Before making these changes, it's advisable to tweak the overall exposure of the picture to compensate for the exposure loss.
Step 1: Tap on Tools > Brush, and select Exposure from the ribbon at the bottom. Now, tap on the down arrow to reduce the exposure intensity.
Once done, glide your fingers over the image to give it a slightly darker tone.
For the above image, an intensity of -0.3 was enough to give a natural hue to the trees.
Step 2: Now, open tools and select White Balance. Move the slider left to give the picture a soft blue overlay.
Tap on Done.
Step 3: Now comes the tedious part. After tapping on Done, you'll notice the Undo icon at the top-right corner. Tap on it and select View Edits. It will display all the changes that you have done so far.

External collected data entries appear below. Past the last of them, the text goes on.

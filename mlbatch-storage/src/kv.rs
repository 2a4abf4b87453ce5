//! Key-value store client contract

use async_trait::async_trait;
use mlbatch_config::StoreConfig;
use serde_json::Value as JsonValue;
use std::path::{Path, PathBuf};

use crate::error::StorageResult;

/// Client of a key-value store shared by every process of a batch
///
/// Values live under a key and an optional subkey. Implementations must
/// tolerate concurrent access from many processes; a write is not required
/// to be visible to an immediately following read.
#[async_trait]
pub trait KvStore: Send + Sync {
    /// Get a string value
    async fn get_value(&self, key: &str, subkey: Option<&str>) -> StorageResult<Option<String>>;

    /// Set a string value, overwriting any previous one
    async fn set_value(&self, key: &str, subkey: Option<&str>, value: &str) -> StorageResult<()>;

    /// Remove a value; removing an absent value is not an error
    async fn delete_value(&self, key: &str, subkey: Option<&str>) -> StorageResult<()>;

    /// List the subkeys that currently hold a value under `key`
    async fn list_subkeys(&self, key: &str) -> StorageResult<Vec<String>>;

    /// Store a file by content, returning its `sha256://` location
    async fn save_file(&self, path: &Path) -> StorageResult<String>;

    /// Materialize a local path or store location as a local file
    ///
    /// Returns `None` when the artifact cannot be found.
    async fn realize_file(&self, path: &str) -> StorageResult<Option<PathBuf>>;

    /// Configuration that reopens this same store from another process
    ///
    /// `None` for stores that only exist inside this process.
    fn locator(&self) -> Option<StoreConfig>;

    /// Store a JSON object
    async fn save_object(
        &self,
        key: &str,
        subkey: Option<&str>,
        object: &JsonValue,
    ) -> StorageResult<()> {
        let text = serde_json::to_string(object)?;
        self.set_value(key, subkey, &text).await
    }

    /// Load a JSON object
    async fn load_object(&self, key: &str, subkey: Option<&str>) -> StorageResult<Option<JsonValue>> {
        match self.get_value(key, subkey).await? {
            Some(text) => Ok(Some(serde_json::from_str(&text)?)),
            None => Ok(None),
        }
    }
}
use mlbatch_config::ClusterConfig;
use mlbatch_core::{BatchOptions, Job, JobResult};
use mlbatch_resilience::ProcessShutdownManager;
use mlbatch_storage::StatusResultStore;
use std::path::{Path, PathBuf};
use std::process::Stdio;
use tokio::process::{Child, Command};
use tracing::{debug, error, info, warn};
use uuid::Uuid;

use super::bootstrap::WorkerBootstrap;
use super::spec::ClusterSpec;
use super::HALTED_EXIT_CODE;
use crate::allocator::WorkIndexAllocator;
use crate::error::ExecutionError;

const JOBS_FILE: &str = "jobs.json";
const INDEX_FILE: &str = "index.txt";
const STORE_CONFIG_FILE: &str = "store.yaml";
const BOOTSTRAP_FILE: &str = "worker.sh";

/// Fans a batch out over worker processes started through the workload
/// manager, then collects their results from the store
pub struct ClusterLauncher {
    store: StatusResultStore,
    config: ClusterConfig,
    job_cache_key: Option<String>,
}

/// Outcome of one supervision pass
enum Supervision {
    Running,
    Finished,
    Failed { worker: usize, code: i32 },
}

impl ClusterLauncher {
    pub fn new(store: StatusResultStore, config: ClusterConfig) -> Self {
        Self {
            store,
            config,
            job_cache_key: None,
        }
    }

    /// Job cache key handed to the workers
    pub fn with_job_cache_key(mut self, key: impl Into<String>) -> Self {
        self.job_cache_key = Some(key.into());
        self
    }

    /// Run `jobs` on `pool_hint` worker processes
    ///
    /// Every job is handed to the workers. Jobs that already carry a result
    /// are re-persisted rather than executed, so the store ends up holding a
    /// result for every index and the returned vector matches `jobs`.
    pub async fn launch(
        &self,
        jobs: &[Job],
        cluster_spec: &str,
        pool_hint: usize,
        options: &BatchOptions,
    ) -> Result<Vec<JobResult>, ExecutionError> {
        if jobs.is_empty() {
            return Ok(Vec::new());
        }

        let locator = self.store.kv().locator().ok_or_else(|| {
            ExecutionError::Configuration(
                "cluster workers cannot reopen this store; use a file store".to_string(),
            )
        })?;

        tokio::fs::create_dir_all(&self.config.scratch_dir).await?;
        let scratch = tempfile::Builder::new()
            .prefix("mlbatch-cluster-")
            .tempdir_in(&self.config.scratch_dir)?;
        let scratch_path = scratch.path();

        let jobs_file = scratch_path.join(JOBS_FILE);
        tokio::fs::write(&jobs_file, serde_json::to_vec(jobs)?).await?;

        let allocator = WorkIndexAllocator::new(scratch_path.join(INDEX_FILE));
        allocator.initialize().await?;

        let store_config = scratch_path.join(STORE_CONFIG_FILE);
        locator.write_yaml_file(&store_config)?;

        let result_key = options
            .result_key
            .clone()
            .unwrap_or_else(|| format!("mlbatch-results-{}", Uuid::new_v4()));

        let bootstrap = WorkerBootstrap {
            program: self.worker_program()?,
            jobs_file,
            index_file: allocator.counter_file().to_path_buf(),
            store_config,
            result_key: result_key.clone(),
            status_key: options.status_key.clone(),
            halt_key: options.halt_key.clone(),
            job_cache_key: self.job_cache_key.clone(),
        };
        let script = scratch_path.join(BOOTSTRAP_FILE);
        tokio::fs::write(&script, bootstrap.render()).await?;

        let pending = jobs.iter().filter(|job| !job.is_computed()).count().max(1);
        let (spec, workers) = ClusterSpec::parse(cluster_spec).reconcile(pool_hint.max(1), pending);

        info!(
            label = %options.label,
            jobs = jobs.len(),
            workers,
            spec = %spec,
            "Launching cluster workers"
        );

        let mut children = self.spawn_workers(&spec, &script, scratch_path, workers)?;
        if let Some((worker, code)) = self.supervise(&mut children).await? {
            self.terminate(&mut children).await;
            if let Some(key) = self.halt_confirmed(code, options).await? {
                warn!(worker, key = %key, "Cluster worker stopped on halt signal");
                return Err(ExecutionError::Halted(key));
            }
            error!(worker, code, "Cluster worker failed, terminated the others");
            return Err(ExecutionError::ClusterWorkerFailure { worker, code });
        }

        info!(jobs = jobs.len(), result_key = %result_key, "Collecting cluster results");
        let mut results = Vec::with_capacity(jobs.len());
        for index in 0..jobs.len() {
            let result = self
                .store
                .get_result(&result_key, index, false)
                .await?
                .ok_or_else(|| {
                    ExecutionError::StoreUnavailable(format!("{}/{}", result_key, index))
                })?;
            results.push(result);
        }

        Ok(results)
    }

    /// Halt key of the batch if `code` is the halt exit and the signal is set
    async fn halt_confirmed(
        &self,
        code: i32,
        options: &BatchOptions,
    ) -> Result<Option<String>, ExecutionError> {
        match &options.halt_key {
            Some(key) if code == HALTED_EXIT_CODE && self.store.is_halted(key).await? => {
                Ok(Some(key.clone()))
            }
            _ => Ok(None),
        }
    }

    fn worker_program(&self) -> Result<PathBuf, ExecutionError> {
        match &self.config.worker_program {
            Some(program) => Ok(program.clone()),
            None => Ok(std::env::current_exe()?),
        }
    }

    fn spawn_workers(
        &self,
        spec: &ClusterSpec,
        script: &Path,
        scratch: &Path,
        workers: usize,
    ) -> Result<Vec<Child>, ExecutionError> {
        let (program, args) = spec.command_line(&self.config.launcher, &script.to_string_lossy());

        let mut children = Vec::with_capacity(workers);
        for worker in 0..workers {
            debug!(worker, program = %program, "Spawning cluster worker");
            let child = Command::new(&program)
                .args(&args)
                .current_dir(scratch)
                .stdin(Stdio::null())
                .kill_on_drop(true)
                .spawn()
                .map_err(|e| {
                    ExecutionError::Worker(format!("Failed to start {}: {}", program, e))
                });
            match child {
                Ok(child) => children.push(child),
                Err(e) => {
                    for child in &mut children {
                        let _ = child.start_kill();
                    }
                    return Err(e);
                }
            }
        }
        Ok(children)
    }

    /// Poll workers until all exit cleanly or one fails
    async fn supervise(
        &self,
        children: &mut [Child],
    ) -> Result<Option<(usize, i32)>, ExecutionError> {
        loop {
            match Self::poll(children)? {
                Supervision::Running => tokio::time::sleep(self.config.poll_interval).await,
                Supervision::Finished => return Ok(None),
                Supervision::Failed { worker, code } => return Ok(Some((worker, code))),
            }
        }
    }

    fn poll(children: &mut [Child]) -> Result<Supervision, ExecutionError> {
        let mut running = false;
        for (worker, child) in children.iter_mut().enumerate() {
            match child.try_wait()? {
                Some(status) if !status.success() => {
                    return Ok(Supervision::Failed {
                        worker,
                        code: status.code().unwrap_or(-1),
                    });
                }
                Some(_) => {}
                None => running = true,
            }
        }
        Ok(if running {
            Supervision::Running
        } else {
            Supervision::Finished
        })
    }

    async fn terminate(&self, children: &mut [Child]) {
        let outcomes =
            ProcessShutdownManager::shutdown_processes(children.iter_mut(), self.config.termination_grace)
                .await;
        for (worker, outcome) in outcomes.into_iter().enumerate() {
            if let Err(e) = outcome {
                warn!(worker, error = %e, "Failed to terminate cluster worker");
            }
        }
    }
}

Select White Balance and tap on the Stacks Brush tool.
Start by drawing a mask layer covering the over-exposed sky. The mask will be denoted by red. Since Snapseed doesn't have an automatic edge-detection, you will have to mark the edge manually.
The trick is to magnify the image and then draw the outline. Once done, fill the insides as precisely as you can. Now, all you need to do is tap on Done. A soft blue tone will replace that white sky.
You can also increase the intensity if the default tone doesn't match your taste.
Snapseed can't recreate the original scenery if the original image doesn't pack enough information. Hence, you should use it only if the blue of the sky complements the rest of the image. If it doesn't, then check the following method.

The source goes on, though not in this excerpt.